Minée fin août 1944, elle est récupérée par la 8ème USAF début septembre 1944 sous l’appellation de A 81 C. Les forces des Etats-Unis utilisent les pistes après les avoir remises en état sans en modifier l’infrastructure au titre de base de dégagement. Ils occupent cette base jusqu’au 16 janvier 1946, date à laquelle elle est remise aux autorités françaises.
Sources
BESSE Jean-Pierre, L'Oise septembre 1940-septembre 1944, Gouvieux, 1998, 218p (renseignements fournis par Gilbert Marionval).
L’aérodrome de Creil
par Frédéric Gondron et Marc Pilot, notice créée le 15 janvier 2012
C’est dès 1910 que les premiers avions se posent sur ce qui sera la future base de Creil. Pendant la Première Guerre mondiale, l’armée de l’air française occupera le terrain sans y faire de réels aménagements.

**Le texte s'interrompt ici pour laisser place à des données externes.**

//! Supervisor for the monitoring loop's lifecycle.

use std::sync::Arc;
use std::time::Duration;

use tokio::sync::watch;
use tokio::task::{AbortHandle, JoinHandle};

use super::Monitor;

/// Owns the background monitoring loop: starts it, observes how it
/// terminates, and drives cooperative shutdown.
///
/// The loop is expected to run for the life of the process. Deliberate
/// cancellation is logged as a warning; anything else — a panic, or the
/// loop returning without a shutdown request — is a critical failure of
/// the monitoring subsystem.
pub struct Supervisor {
    watcher: JoinHandle<()>,
    abort: AbortHandle,
    shutdown_tx: watch::Sender<bool>,
}

impl Supervisor {
    /// Spawn the monitoring loop and a watcher for its termination.
    pub fn start(monitor: Arc<Monitor>) -> Self {
        let (shutdown_tx, shutdown_rx) = watch::channel(false);
        let requested = shutdown_rx.clone();

        let loop_handle = tokio::spawn(monitor.run(shutdown_rx));
        let abort = loop_handle.abort_handle();

        let watcher = tokio::spawn(async move {
            match loop_handle.await {
                Ok(()) => {
                    if *requested.borrow() {
                        tracing::info!("Monitor loop task stopped");
                    } else {
                        tracing::error!("Monitor loop task exited unexpectedly");
                    }
                }
                Err(e) if e.is_cancelled() => {
                    tracing::warn!("Monitor loop task cancelled");
                }
                Err(e) => {
                    tracing::error!("Monitor loop task crashed unexpectedly: {}", e);
                }
            }
        });

        tracing::info!("Monitor loop task scheduled");

        Self {
            watcher,
            abort,
            shutdown_tx,
        }
    }

    /// Signal shutdown and wait up to `grace` for in-flight work to
    /// finish, aborting the loop when the grace period runs out.
    pub async fn shutdown(self, grace: Duration) {
        let _ = self.shutdown_tx.send(true);

        if tokio::time::timeout(grace, self.watcher).await.is_err() {
            tracing::warn!("Monitor loop did not stop within {:?}, aborting", grace);
            self.abort.abort();
        }
    }
}

#[cfg(test)]
mod tests {
    use super::*;
    use crate::alert::AlertEngine;
    use crate::config::MonitorConfig;
    use crate::probe::{HttpProber, ProbeError};
    use crate::registry::Registry;

    struct NoopProber;

    #[async_trait::async_trait]
    impl HttpProber for NoopProber {
        async fn get(&self, _url: &str, _timeout: Duration) -> Result<u16, ProbeError> {
            Ok(200)
        }
    }

    #[tokio::test(start_paused = true)]
    async fn test_supervised_loop_shuts_down_within_grace() {
        let monitor = Arc::new(Monitor::new(
            Arc::new(Registry::new()),
            Arc::new(AlertEngine::new(None, 3)),
            Arc::new(NoopProber),
            MonitorConfig::default(),
        ));

        let supervisor = Supervisor::start(monitor);
        tokio::task::yield_now().await;

        // Completes without hitting the grace timeout.
        supervisor.shutdown(Duration::from_secs(30)).await;
    }
}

Dès 1931, l’armée prévoit de protéger le site en cas de mobilisation au moyen de DCA (Défense Contre Avion). En 1937, le terrain est officiellement répertorié comme terrain de desserrement tandis qu’en 1938, les lieux sont utilisés par l’aviation de tourisme. Au cours de 1940 le terrain ne reçoit aucun avion français.
L’arrivée des allemands et la construction de l’aérodrome
Dès leur arrivée et la prise en main du terrain en août 1940, les Allemands vont mettre en place une structure importante : ils commencent par construire deux pistes bétonnées respectivement de 1640m X 50m et de 1720m X 50m. A la différence de Beauvais, les matériaux de remblai sont extraits des carrières environnantes. La main-d’œuvre locale réquisitionnée est encadrée par l’armée et des ingénieurs civils rattachés à la Luftwaffe. Cet encadrement appartenait au Fliegerhorst E 4/I, dont la Kommandantur était stationnée au lycée Jules Uhry. Les travaux furent très importants et durèrent jusqu’en 1944. Parmi les installations on compte un balisage complet des piste, une rampe d’approche et environ 50 hangars construits pour accueillir bombardiers ou chasseurs, le tout protégé par plusieurs batteries de Flak (défense antiaérienne allemande). Plusieurs dizaines de baraquements en bois furent également construits et pilotes pouvaient se réfugier en cas d’attaque dans des abris souterrains.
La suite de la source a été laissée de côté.